> _WORK ORDER_:
Search the lines of the records for the word "filename", and copy every line that has it.

> _DATA TO USE_:

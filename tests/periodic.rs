use nalgebra::Vector3;
use particle_locator::particles::{periodify, BoundingBox, ParticleContainer, Particles, PeriodicParticles};

fn cell_of(side: f64, pts: &[[f64; 3]]) -> Particles {
    let positions = pts.iter().map(|p| Vector3::new(p[0], p[1], p[2])).collect();
    Particles::new(positions, BoundingBox::cube(0.0, side))
}

#[test]
fn query_across_the_wrap_finds_both_sides() {
    let particles = cell_of(10.0, &[[9.9, 5.0, 5.0], [0.05, 5.0, 5.0]]);
    let periodic = PeriodicParticles::from_cell(&particles);

    let around_a = BoundingBox::around(&particles.position(0), 0.5);
    assert_eq!(particles.select_enclosed(&around_a), vec![0]);
    assert_eq!(periodic.select_enclosed(&around_a), vec![0, 1]);
    assert_eq!(periodic.select_within(0, 0.5), vec![1]);
    assert_eq!(periodic.select_within(1, 0.5), vec![0]);
}

#[test]
fn slab_through_the_x_face_wraps() {
    let particles = cell_of(10.0, &[[9.9, 5.0, 5.0], [0.05, 5.0, 5.0], [5.0, 5.0, 5.0]]);
    let periodic = PeriodicParticles::from_cell(&particles);
    let slab = BoundingBox::new(Vector3::new(9.5, 0.0, 0.0), Vector3::new(10.5, 10.0, 10.0));
    assert_eq!(periodic.select_enclosed(&slab), vec![0, 1]);
}

#[test]
fn suspicious_periods_are_kept_as_given() {
    let _ = env_logger::builder().is_test(true).try_init();
    let particles = cell_of(10.0, &[[9.9, 5.0, 5.0], [0.05, 5.0, 5.0]]);
    let cell = BoundingBox::cube(0.0, 10.0);
    let query = BoundingBox::new(Vector3::new(9.5, 0.0, 0.0), Vector3::new(10.5, 10.0, 10.0));

    let zero = PeriodicParticles::new(&particles, cell, Vector3::new(0.0, 10.0, 10.0));
    assert_eq!(zero.period(), Vector3::new(0.0, 10.0, 10.0));
    let d = zero.diff(0, 1);
    assert!((d[0] + 9.85).abs() < 1e-9, "zero period must not wrap: {d:?}");
    let found = zero.select_enclosed(&query);
    assert!(found.iter().all(|&i| i < particles.len()));
    assert!((zero.number_density() - 2.0 / 1000.0).abs() < 1e-12);

    let wide = PeriodicParticles::new(&particles, cell, Vector3::repeat(12.0));
    assert_eq!(wide.period(), Vector3::repeat(12.0));
    let mut v = Vector3::new(-9.85, 0.0, 0.0);
    periodify(&mut v, &wide.period());
    assert!((v[0] - 2.15).abs() < 1e-9);
    assert!(wide.select_enclosed(&query).contains(&0));
    assert!((wide.number_density() - 2.0 / 1000.0).abs() < 1e-12);
}

#[test]
fn difference_uses_minimum_image() {
    let particles = cell_of(20.0, &[[19.0, 10.0, 10.0], [1.0, 10.0, 10.0]]);
    let periodic = PeriodicParticles::from_cell(&particles);
    assert_eq!(particles.diff(0, 1), Vector3::new(-18.0, 0.0, 0.0));
    assert_eq!(periodic.diff(0, 1), Vector3::new(2.0, 0.0, 0.0));
    assert_eq!(periodic.diff(1, 0), Vector3::new(-2.0, 0.0, 0.0));
    let from = Vector3::new(0.5, 19.5, 10.0);
    assert_eq!(periodic.diff_from(&from, 1), Vector3::new(0.5, -9.5, 0.0));
}

#[test]
fn density_covers_the_whole_primary_cell() {
    let particles = cell_of(
        10.0,
        &[[0.1, 0.1, 0.1], [5.0, 5.0, 5.0], [9.9, 9.9, 9.9], [2.0, 7.0, 3.0]],
    )
    .with_boundary_margin(2.0);
    let periodic = PeriodicParticles::from_cell(&particles);
    assert!((periodic.number_density() - 4.0 / 1000.0).abs() < 1e-12);
    // the bounded container only counts what survives its margin
    assert!((particles.number_density() - 2.0 / 216.0).abs() < 1e-12);
}

#[test]
fn no_particle_is_near_a_boundary() {
    let particles = cell_of(10.0, &[[0.1, 0.1, 0.1], [5.0, 5.0, 5.0], [9.9, 9.9, 9.9]]);
    let periodic = PeriodicParticles::from_cell(&particles);
    assert_eq!(periodic.select_inside(0.0), vec![0, 1, 2]);
    assert_eq!(periodic.select_inside(100.0), vec![0, 1, 2]);
    assert_eq!(particles.select_inside(1.0), vec![1]);
}

#[test]
fn bonds_close_over_the_boundary() {
    let particles = cell_of(10.0, &[[0.2, 5.0, 5.0], [9.9, 5.0, 5.0], [5.0, 5.0, 5.0]]);
    assert!(particles.bonds(0.5).is_empty());
    let periodic = PeriodicParticles::from_cell(&particles);
    assert_eq!(periodic.bonds(0.5), vec![(0, 1)]);
}

#[test]
fn works_through_a_trait_object() {
    let particles = cell_of(10.0, &[[9.95, 9.95, 9.95], [0.02, 0.02, 0.02]]);
    let inner: &dyn ParticleContainer = &particles;
    let periodic = PeriodicParticles::new(inner, BoundingBox::cube(0.0, 10.0), Vector3::repeat(10.0));
    let d = periodic.diff(0, 1);
    assert!((d - Vector3::repeat(0.07)).norm() < 1e-9);
    assert_eq!(periodic.len(), 2);
    assert_eq!(periodic.bounding_box(), BoundingBox::cube(0.0, 10.0));
    assert_eq!(periodic.inner().len(), particles.len());
}

#[test]
fn wrapped_components_stay_in_half_open_interval() {
    let period = Vector3::new(4.0, 6.0, 10.0);
    for &x in &[-2.0, -1.999, 0.0, 1.5, 2.0, 2.001, 3.9] {
        let mut v = Vector3::new(x, x, x);
        periodify(&mut v, &period);
        for a in 0..3 {
            let half = period[a] / 2.0;
            assert!(v[a] > -half && v[a] <= half, "axis {a}: {} from {x}", v[a]);
        }
    }
}
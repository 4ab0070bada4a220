//! Fixed-step time integrator for the N-body system
//!
//! Semi-implicit (Euler-Cromer) update: velocities are kicked with the fresh
//! acceleration, then positions drift with the *updated* velocities. First
//! order, one force evaluation per step, no step-size control.

use super::forces::compute_accelerations;
use super::states::{Ensemble, NVec3};

/// Advance `ens` by one step of size `dt`.
///
/// `accel` is scratch space of length `ens.count()`; it is recomputed here and
/// carries nothing over from the previous step. A buffer of any other length
/// panics rather than leaving some bodies un-kicked.
pub fn euler_cromer_step(ens: &mut Ensemble, dt: f64, accel: &mut [NVec3]) {
    // a_n from x_n, also checks accel.len() == ens.count()
    compute_accelerations(ens, accel);

    // Kick: v_n+1 = v_n + dt * a_n
    for (v, a) in ens.velocities.iter_mut().zip(accel.iter()) {
        *v += dt * *a;
    }

    // Drift: x_n+1 = x_n + dt * v_n+1 (new velocity, not the old one)
    for (x, v) in ens.positions.iter_mut().zip(ens.velocities.iter()) {
        *x += dt * *v;
    }
}
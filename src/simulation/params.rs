//! Time parameters for a run
//!
//! `RunParameters` holds:
//! - the total simulated duration,
//! - the fixed integration step,
//! - the snapshot cadence

#[derive(Debug, Clone, Copy, PartialEq)]
pub struct RunParameters {
    pub time_frame: f64, // total simulated duration
    pub time_step: f64, // integration step dt
    pub output_interval: f64, // snapshot cadence
}

impl RunParameters {
    pub fn new(time_frame: f64, time_step: f64, output_interval: f64) -> Self {
        Self { time_frame, time_step, output_interval }
    }

    /// Number of integration steps, `floor(time_frame / time_step)`
    pub fn num_steps(&self) -> usize {
        (self.time_frame / self.time_step).floor() as usize
    }

    /// Capacity estimate for the history buffers: one per full interval,
    /// plus the initial and final snapshots
    pub fn snapshot_estimate(&self) -> usize {
        (self.time_frame / self.output_interval).floor() as usize + 2
    }

    /// Simulated time after `step` completed steps
    pub fn time_at(&self, step: usize) -> f64 {
        step as f64 * self.time_step
    }
}
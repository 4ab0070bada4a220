//! Configuration types for loading simulation scenarios from YAML.
//!
//! This module defines a thin, `serde`-deserializable representation of a
//! scenario. A scenario consists of:
//!
//! - [`RunConfig`]      – duration, integration step and snapshot cadence
//! - a level source     – either `level` (named scenario or procedural level
//!                        number, with an optional `seed`) or `system`
//! - [`SystemConfig`]   – explicit bodies and gravitational constant
//! - [`BodyConfig`]     – initial state for each explicit body
//! - [`ScenarioConfig`] – top-level wrapper used to load a scenario from YAML
//!
//! # YAML format
//! A generated level:
//!
//! ```yaml
//! run:
//!   time_frame: 1095.72     # total simulated time (days)
//!   time_step: 0.01         # fixed step size
//!   output_interval: 3.6524 # snapshot cadence
//! level: "false_stability"  # or a level number, e.g. 7
//! seed: 42                  # optional, procedural levels only
//! ```
//!
//! An explicit system:
//!
//! ```yaml
//! run:
//!   time_frame: 100.0
//!   time_step: 0.01
//!   output_interval: 1.0
//! system:
//!   G: 2.959122e-4
//!   recenter: true
//!   bodies:
//!     - x: [ 0.1, 0.0, 0.0 ]
//!       v: [ 0.0, 0.0272, 0.0 ]
//!       m: 1.0
//!       label: "Sun 1"
//!     - x: [ -0.1, 0.0, 0.0 ]
//!       v: [ 0.0, -0.0272, 0.0 ]
//!       m: 1.0
//! ```

use std::fs::File;
use std::io::BufReader;
use std::path::Path;

use serde::Deserialize;

use crate::error::{SimError, SimResult};
use crate::levels::generator::LevelId;

/// Time parameters of a run
#[derive(Deserialize, Debug, Clone)]
pub struct RunConfig {
    pub time_frame: f64, // total simulated duration
    pub time_step: f64, // fixed integration step
    pub output_interval: f64, // snapshot cadence, at least one step
}

/// Configuration for a single body's initial state
#[derive(Deserialize, Debug, Clone)]
pub struct BodyConfig {
    pub x: Vec<f64>, // initial position, 3 components
    pub v: Vec<f64>, // initial velocity, 3 components
    pub m: f64, // mass
    #[serde(default)]
    pub label: Option<String>, // display name, plotting only
    #[serde(default)]
    pub color: Option<String>, // display color, plotting only
}

/// A hand-written system of bodies
#[derive(Deserialize, Debug, Clone)]
pub struct SystemConfig {
    #[serde(rename = "G")]
    pub g: f64, // gravitational constant
    #[serde(default)]
    pub recenter: bool, // move COM to the origin with zero net momentum
    pub bodies: Vec<BodyConfig>,
}

/// Top-level scenario configuration loaded from YAML.
#[derive(Deserialize, Debug, Clone)]
pub struct ScenarioConfig {
    pub run: RunConfig,
    #[serde(default)]
    pub level: Option<LevelId>,
    #[serde(default)]
    pub seed: Option<u64>,
    #[serde(default)]
    pub system: Option<SystemConfig>,
}

impl ScenarioConfig {
    pub fn from_yaml_str(s: &str) -> SimResult<Self> {
        let cfg: ScenarioConfig = serde_yaml::from_str(s)?;
        cfg.validate()?;
        Ok(cfg)
    }

    pub fn from_yaml_file(path: &Path) -> SimResult<Self> {
        let reader = BufReader::new(File::open(path)?);
        let cfg: ScenarioConfig = serde_yaml::from_reader(reader)?;
        cfg.validate()?;
        Ok(cfg)
    }

    /// Check what serde can't: positive time parameters, exactly one level
    /// source, and 3-component body vectors
    pub fn validate(&self) -> SimResult<()> {
        let run = &self.run;
        for (name, value) in [
            ("time_frame", run.time_frame),
            ("time_step", run.time_step),
            ("output_interval", run.output_interval),
        ] {
            if !(value.is_finite() && value > 0.0) {
                return Err(SimError::config(format!(
                    "{name} must be positive and finite, got {value}"
                )));
            }
        }
        if run.output_interval < run.time_step {
            return Err(SimError::config(format!(
                "output_interval ({}) must not be smaller than time_step ({})",
                run.output_interval, run.time_step
            )));
        }

        match (&self.level, &self.system) {
            (Some(_), Some(_)) => {
                Err(SimError::config("give either `level` or `system`, not both"))
            }
            (None, None) => Err(SimError::config("one of `level` or `system` is required")),
            (None, Some(system)) => system.validate(),
            (Some(_), None) => Ok(()),
        }
    }
}

impl SystemConfig {
    fn validate(&self) -> SimResult<()> {
        for (i, b) in self.bodies.iter().enumerate() {
            if b.x.len() != 3 || b.v.len() != 3 {
                return Err(SimError::config(format!(
                    "body {i}: x and v need 3 components, got {} and {}",
                    b.x.len(),
                    b.v.len()
                )));
            }
        }
        Ok(())
    }
}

> _EXERCISE OUTPUT_:
filename tests/periodic.rs
filename src/simulation/params.rs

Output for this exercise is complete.